# Your instructions:
Among the lines below, which ones contain the word "UnknownRadiusFormula"? Copy every such line.

# Data listing:
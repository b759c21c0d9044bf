//! Magnitude to display radius estimation.
//!
//! The radius sizes a map overlay around an epicenter. It is a visual aid,
//! not a physical measurement.

use std::fmt;
use std::str::FromStr;

use thiserror::Error;

/// Radius used below magnitude 4.
pub const MIN_RADIUS_KM: f64 = 5.0;

/// Piecewise thresholds, highest first: (magnitude floor, radius at floor).
const THRESHOLDS: [(f64, f64); 4] = [(7.0, 300.0), (6.0, 100.0), (5.0, 30.0), (4.0, 10.0)];

/// Formula used to turn a magnitude into a radius.
#[derive(Debug, Clone, Copy, PartialEq, Eq, Default)]
pub enum RadiusFormula {
    /// Radius grows linearly within each band: `radius_at_floor * m / floor`.
    #[default]
    Linear,
    /// Radius is constant within each band.
    Stepped,
}

impl RadiusFormula {
    /// Estimates the display radius in kilometers.
    ///
    /// Bands are checked top-down with `>=`, so a magnitude exactly on a
    /// threshold belongs to the higher band. An undefined magnitude (NaN)
    /// yields an undefined radius.
    pub fn radius_km(&self, magnitude: f64) -> f64 {
        if magnitude.is_nan() {
            return f64::NAN;
        }
        for (floor, at_floor) in THRESHOLDS {
            if magnitude >= floor {
                return match self {
                    RadiusFormula::Linear => at_floor * magnitude / floor,
                    RadiusFormula::Stepped => at_floor,
                };
            }
        }
        MIN_RADIUS_KM
    }

    pub fn as_str(&self) -> &'static str {
        match self {
            RadiusFormula::Linear => "linear",
            RadiusFormula::Stepped => "stepped",
        }
    }
}

impl fmt::Display for RadiusFormula {
    fn fmt(&self, f: &mut fmt::Formatter<'_>) -> fmt::Result {
        f.write_str(self.as_str())
    }
}

#[derive(Debug, Clone, PartialEq, Eq, Error)]
#[error("unknown radius formula '{0}' (expected 'linear' or 'stepped')")]
pub struct UnknownRadiusFormula(pub String);

impl FromStr for RadiusFormula {
    type Err = UnknownRadiusFormula;

    fn from_str(s: &str) -> Result<Self, Self::Err> {
        match s.trim().to_lowercase().as_str() {
            "linear" => Ok(RadiusFormula::Linear),
            "stepped" => Ok(RadiusFormula::Stepped),
            _ => Err(UnknownRadiusFormula(s.to_string())),
        }
    }
}

/// Estimates the display radius with the [`RadiusFormula::Linear`] scale.
#[inline]
pub fn radius(magnitude: f64) -> f64 {
    RadiusFormula::Linear.radius_km(magnitude)
}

# The answer:
pub struct UnknownRadiusFormula(pub String);
    type Err = UnknownRadiusFormula;
            _ => Err(UnknownRadiusFormula(s.to_string())),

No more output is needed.